Sinkevičius notes that the Green Deal was established in mid-2019 under very different circumstances, and that the situation is now quite different: not only politically but also among the public.
"We have a stable majority in the EU that supports the Green Deal," he said, referring to the current support of the European Parliament for the green agenda in general. "But then we come to more difficult issues, which I think will inevitably be influenced by political debate," he recently told the news agency Reuters.
After the Paris Climate Agreement (2015), following growing protests by youth across all EU countries led by Norwegian Greta Thunberg (2018), pro-environment parties made significant electoral gains nearly everywhere in the European elections.
"The circumstances now are definitely different than in 2019, when we started with maximum support and political readiness for action across almost all political parties," said European Environment Commissioner Virginijus Sinkevičius recently.
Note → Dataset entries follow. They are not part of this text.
//! Interface kernels coupling fields across a subdomain boundary.

mod transfer;

pub use transfer::{
    InterfaceEnergyTransferConfig, InterfaceHenryLawConfig, InterfaceLinearTransferConfig,
    InterfaceTransfer,
};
Some EU member states are now, barely five years later, opposing car exhaust regulation and seeking to relax stricter controls on pollution from livestock farming and agriculture. A proposal to improve the insulation of homes and government buildings (to save gas and energy) faces resistance from countries worried about the costs.
The chairman of the ENVI environment committee of the European Parliament, the French liberal Pascal Canfin, also notes increasing polarization, as recently seen around the Nature Restoration Law (NRL). Next month, efforts will be made to align the 27 Environment Ministers and the rapporteurs from the Environment Committee as quickly as possible, so that the heavily diluted Nature Restoration Law can be definitively adopted before the June 2024 elections.
Canfin believes – in hindsight – that the European Commissioners should have submitted all their nature and climate plans to Parliament in a single proposal. Now they had to agree only on parts of the package and wait for the rest.
"If the halving of chemical use, Nature Restoration Law, soil and land rights, new breeding techniques, and so forth had been presented together, every party would have benefited, and the entire process would have been much simpler. That would have prevented polarization in this form."
According to Canfin, his Nature Restoration Law was unnecessarily watered down by the conservative majority of the European Parliament as a result.